### [PROBLEM REQUIREMENTS]
Below are entries. Copy exactly the lines running from the line that holds "const DEFAULT_CONFIG: &str" to the line that holds "an empty value", with both ends included.

######

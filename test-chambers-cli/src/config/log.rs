use env_logger::{Builder, Env};

use crate::AppError;

const DEFAULT_FILTER: &str = "info";

/// Installs `env_logger` as the global logger; `RUST_LOG` overrides the
/// default filter.
pub fn init() -> Result<(), AppError> {
    Builder::from_env(Env::default().default_filter_or(DEFAULT_FILTER)).try_init()?;
    Ok(())
}
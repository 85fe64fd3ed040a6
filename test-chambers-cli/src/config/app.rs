use config::{Config, Environment, File, FileFormat};
use observable::observers::ObserverKind;
use serde::Deserialize;
use validator::Validate;

use crate::AppError;

use super::env_list::deserialize_list;

const DEFAULT_CONFIG: &str = include_str!("../../resources/config/default.toml");
const DEFAULT_CONFIG_PREFIX: &str = "APP";
const LIST_SEPARATOR: &str = ",";

#[derive(Debug, Deserialize, Clone, Validate)]
pub struct AppConfig {
    pub initial_value: i64,
    #[serde(deserialize_with = "deserialize_list")]
    #[validate(length(max = 1024))]
    pub assignments: Vec<i64>,
    #[serde(deserialize_with = "deserialize_list")]
    #[validate(length(max = 64))]
    pub observers: Vec<ObserverKind>,
}

impl AppConfig {
    /// Embedded defaults overridden by `APP_*` env vars. List values are
    /// comma separated, e.g. `APP_OBSERVERS=logging,cheering`; an empty value
    /// clears the list.
    pub fn new() -> Result<Self, AppError> {
        let config = Config::builder()
            .add_source(File::from_str(DEFAULT_CONFIG, FileFormat::Toml))
            .add_source(
                Environment::with_prefix(DEFAULT_CONFIG_PREFIX)
                    .try_parsing(true)
                    .list_separator(LIST_SEPARATOR)
                    .with_list_parse_key("assignments")
                    .with_list_parse_key("observers"),
            )
            .build()?;

        let app_config: AppConfig = config.try_deserialize()?;
        app_config.validate()?;
        Ok(app_config)
    }
}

######

### [EXERCISE OUTPUT]
const DEFAULT_CONFIG: &str = include_str!("../../resources/config/default.toml");
const DEFAULT_CONFIG_PREFIX: &str = "APP";
const LIST_SEPARATOR: &str = ",";

#[derive(Debug, Deserialize, Clone, Validate)]
pub struct AppConfig {
    pub initial_value: i64,
    #[serde(deserialize_with = "deserialize_list")]
    #[validate(length(max = 1024))]
    pub assignments: Vec<i64>,
    #[serde(deserialize_with = "deserialize_list")]
    #[validate(length(max = 64))]
    pub observers: Vec<ObserverKind>,
}

impl AppConfig {
    /// Embedded defaults overridden by `APP_*` env vars. List values are
    /// comma separated, e.g. `APP_OBSERVERS=logging,cheering`; an empty value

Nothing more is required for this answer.